The data that follows is to be given again, exactly as written.

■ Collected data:
Start of Block
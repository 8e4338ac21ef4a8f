//! Terminal output utilities.
//!
//! Formatting helpers plus the end-of-run reconciliation summary.

use crate::models::{CheckResult, StageName};
use crate::processing::{JournalEntry, Outcome};
use colored::Colorize;
use itertools::Itertools;

/// Format a value as a quoted, right-aligned field.
///
/// # Arguments
/// * `value` - The value to format
/// * `width` - The minimum width of the field
///
/// # Returns
/// A quoted, right-aligned string
pub fn format_field<T: ToString>(value: T, width: usize) -> String {
    let value_str = value.to_string();
    let quoted = format!("\"{value_str}\"");
    let quoted_len = quoted.len();

    if quoted_len >= width {
        quoted
    } else {
        format!("{quoted:>width$}")
    }
}

fn colour_outcome(outcome: Outcome) -> String {
    let text = format!("{outcome:>9}");
    match outcome {
        Outcome::Created => text.green().to_string(),
        Outcome::Updated => text.cyan().to_string(),
        Outcome::Adopted => text.yellow().to_string(),
        Outcome::NoOp => text.dimmed().to_string(),
    }
}

/// One line per reconciled resource, then a count per outcome.
pub fn render_summary(stage: StageName, journal: &[JournalEntry]) -> String {
    let mut lines = vec![format!("== {stage}: {} resource(s) ==", journal.len()).bold().to_string()];
    for entry in journal {
        let mut line = format!(
            "{} {} {}",
            colour_outcome(entry.outcome),
            format_field(entry.kind, 14),
            format_field(&entry.id, 40)
        );
        if let Some(note) = &entry.note {
            line.push_str(&format!("  ({note})"));
        }
        lines.push(line);
    }
    let counts = journal
        .iter()
        .map(|e| e.outcome.to_string())
        .sorted()
        .dedup_with_count()
        .map(|(n, outcome)| format!("{outcome}={n}"))
        .join(", ");
    lines.push(format!("totals: {counts}"));
    lines.join("\n")
}

pub fn render_checks(checks: &[CheckResult]) -> String {
    checks
        .iter()
        .map(|c| {
            let mark = if c.passed { "PASS".green() } else { "WARN".yellow() };
            format!("{mark} {} {}", format_field(&c.name, 24), c.detail)
        })
        .join("\n")
}

pub fn print_summary(stage: StageName, journal: &[JournalEntry]) {
    println!("{}", render_summary(stage, journal));
}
End of Block
■ Answer to the problem:
repository 8e4338ac21ef4a8f
//! Terminal output utilities.
//!
//! Formatting helpers plus the end-of-run reconciliation summary.

use crate::models::{CheckResult, StageName};
use crate::processing::{JournalEntry, Outcome};
use colored::Colorize;
use itertools::Itertools;

/// Format a value as a quoted, right-aligned field.
///
/// # Arguments
/// * `value` - The value to format
/// * `width` - The minimum width of the field
///
/// # Returns
/// A quoted, right-aligned string
pub fn format_field<T: ToString>(value: T, width: usize) -> String {
    let value_str = value.to_string();
    let quoted = format!("\"{value_str}\"");
    let quoted_len = quoted.len();

    if quoted_len >= width {
        quoted
    } else {
        format!("{quoted:>width$}")
    }
}

fn colour_outcome(outcome: Outcome) -> String {
    let text = format!("{outcome:>9}");
    match outcome {
        Outcome::Created => text.green().to_string(),
        Outcome::Updated => text.cyan().to_string(),
        Outcome::Adopted => text.yellow().to_string(),
        Outcome::NoOp => text.dimmed().to_string(),
    }
}

/// One line per reconciled resource, then a count per outcome.
pub fn render_summary(stage: StageName, journal: &[JournalEntry]) -> String {
    let mut lines = vec![format!("== {stage}: {} resource(s) ==", journal.len()).bold().to_string()];
    for entry in journal {
        let mut line = format!(
            "{} {} {}",
            colour_outcome(entry.outcome),
            format_field(entry.kind, 14),
            format_field(&entry.id, 40)
        );
        if let Some(note) = &entry.note {
            line.push_str(&format!("  ({note})"));
        }
        lines.push(line);
    }
    let counts = journal
        .iter()
        .map(|e| e.outcome.to_string())
        .sorted()
        .dedup_with_count()
        .map(|(n, outcome)| format!("{outcome}={n}"))
        .join(", ");
    lines.push(format!("totals: {counts}"));
    lines.join("\n")
}

pub fn render_checks(checks: &[CheckResult]) -> String {
    checks
        .iter()
        .map(|c| {
            let mark = if c.passed { "PASS".green() } else { "WARN".yellow() };
            format!("{mark} {} {}", format_field(&c.name, 24), c.detail)
        })
        .join("\n")
}

pub fn print_summary(stage: StageName, journal: &[JournalEntry]) {
    println!("{}", render_summary(stage, journal));
}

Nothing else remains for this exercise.